Quipt Home Medical Corp. (“
Quipt” or the
“
Company”) (NASDAQ:QIPT; TSXV:QIPT), a U.S. based
leader in the home medical equipment industry, focused on
end-to-end respiratory care, is very pleased to announce it has
executed a non-binding letter of intent (the
“
LOI”) today to acquire an arm’s length private
respiratory care company in the Midwestern United States reporting
unaudited trailing 12-month annual revenues of approximately $13
million, $1.6 million in net income, and positive Adjusted EBITDA.
The Company is also pleased to provide an outlook for 2022 calendar
end.
Acquisition
Details
The target has a heavily weighted respiratory
product mix, serving as a leader in the respiratory home care
services space for over 25 years in a major metropolitan hub within
a Midwestern U.S. state. The target has several difficult to obtain
insurance contracts and would significantly enhance Quipt’s
presence in the Midwest with a new location, covering an entire
service area of a major metro hub. The target would be expected to
increase Quipt’s active patient count by over 15,000, which would
bring Quipt’s total to approximately 170,000 active patients. The
target has a strong management team in place, and like Quipt, the
target offers high-quality service, equipment, and supplies.
Moreover, the target has great diversification
amongst referral sources, and a very strong and diversified payor
base resulting in long recurring revenue cycles which fit hand in
hand with Quipt’s business model. Furthermore, the target does not
have current exposure to ventilation therapy, providing Quipt a
significant growth opportunity to introduce its clinical
ventilation therapy program as well as complimentary clinical
respiratory products and services. In addition, the target would
add patients to Quipt’s existing subscription-based resupply
program, and Quipt expects that it would derive strong revenue
synergies from this initiative.
According to the LOI, Quipt expects to close the
acquisition for cash at a reasonable multiple that would
immediately be accretive to Quipt’s Adjusted EBITDA and net income.

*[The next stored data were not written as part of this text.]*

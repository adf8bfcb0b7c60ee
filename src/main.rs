mod commands;
#[cfg(feature = "mcp")]
mod mcp;

use clap::{Parser, Subcommand};
use tracing_subscriber::EnvFilter;

use theme_scout::config::Settings;

#[derive(Parser)]
#[command(name = "scout")]
#[command(about = "Find listed companies for an investment theme, boosted by related news", long_about = None)]
#[command(version)]
struct Cli {
    #[command(subcommand)]
    command: Commands,
}

#[derive(Subcommand)]
enum Commands {
    /// Rank companies for an investment theme
    #[command(alias = "r")]
    Recommend {
        query: String,
        #[arg(long, short, help = "Limit results")]
        limit: Option<usize>,
        #[arg(long, help = "JSON output")]
        json: bool,
        #[arg(long, help = "List related news titles")]
        news: bool,
    },
    /// Show effective configuration
    Config {
        #[arg(long, help = "JSON output")]
        json: bool,
    },

    // ===== HTTP API =====
    /// Serve the recommend API over HTTP
    #[cfg(feature = "http")]
    Serve {
        #[arg(long, env = "SCOUT_BIND", default_value = "127.0.0.1:8080")]
        bind: String,
    },

    // ===== MCP Server =====
    /// Start MCP server for Claude integration
    #[cfg(feature = "mcp")]
    Mcp {
        #[arg(long, help = "Show Claude configuration instructions")]
        install: bool,
    },
}

fn main() -> anyhow::Result<()> {
    tracing_subscriber::fmt()
        .with_writer(std::io::stderr)
        .with_env_filter(
            EnvFilter::try_from_default_env()
                .unwrap_or_else(|_| EnvFilter::new("theme_scout=info,scout=info")),
        )
        .init();

    let cli = Cli::parse();
    let settings = Settings::from_env()?;

    match cli.command {
        Commands::Recommend {
            query,
            limit,
            json,
            news,
        } => {
            let runtime = tokio::runtime::Runtime::new()?;
            runtime.block_on(commands::recommend::run(&settings, &query, limit, json, news))
        }
        Commands::Config { json } => commands::config::run(&settings, json),

        #[cfg(feature = "http")]
        Commands::Serve { bind } => {
            let runtime = tokio::runtime::Runtime::new()?;
            runtime.block_on(commands::serve::run(settings, &bind))
        }

        // MCP Server
        #[cfg(feature = "mcp")]
        Commands::Mcp { install } => {
            if install {
                print_mcp_install_instructions();
                Ok(())
            } else {
                let runtime = tokio::runtime::Runtime::new()?;
                runtime.block_on(mcp::run_mcp_server(settings))
            }
        }
    }
}

#[cfg(feature = "mcp")]
fn print_mcp_install_instructions() {
    use colored::Colorize;

    let binary_path = std::env::current_exe()
        .map(|p| p.to_string_lossy().to_string())
        .unwrap_or_else(|_| "scout".to_string());

    println!("{}", "MCP Server Installation Guide".bold().cyan());
    println!();
    println!("Add the following to your Claude configuration:");
    println!();
    println!("{}", "For Claude Desktop (~/.config/claude/claude_desktop_config.json):".dimmed());
    println!(r#"{{
  "mcpServers": {{
    "theme-scout": {{
      "command": "{}",
      "args": ["mcp"],
      "env": {{
        "OPENAI_API_KEY": "<your key>",
        "QDRANT_HOST": "<qdrant host>"
      }}
    }}
  }}
}}"#, binary_path);
    println!();
    println!("{}", "Available tools:".bold());
    println!("  • {} - Rank companies for an investment theme", "recommend_companies".green());
}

As part of the proposed acquisition the Company would not assume
any long term debt of the target. Closing of the acquisition is
subject to final due diligence, final negotiation and execution of
a definitive purchase agreement, all closing conditions being
satisfied or waived and all necessary approvals and is expected to
occur within the next 60 days.
The acquisition would be expected to increase
Quipt’s annual revenues by approximately $13 million and $1.6
million in net income. Leveraging existing infrastructure, Quipt
would expect to achieve additional revenue generated from organic
growth, cross selling and corporate synergies.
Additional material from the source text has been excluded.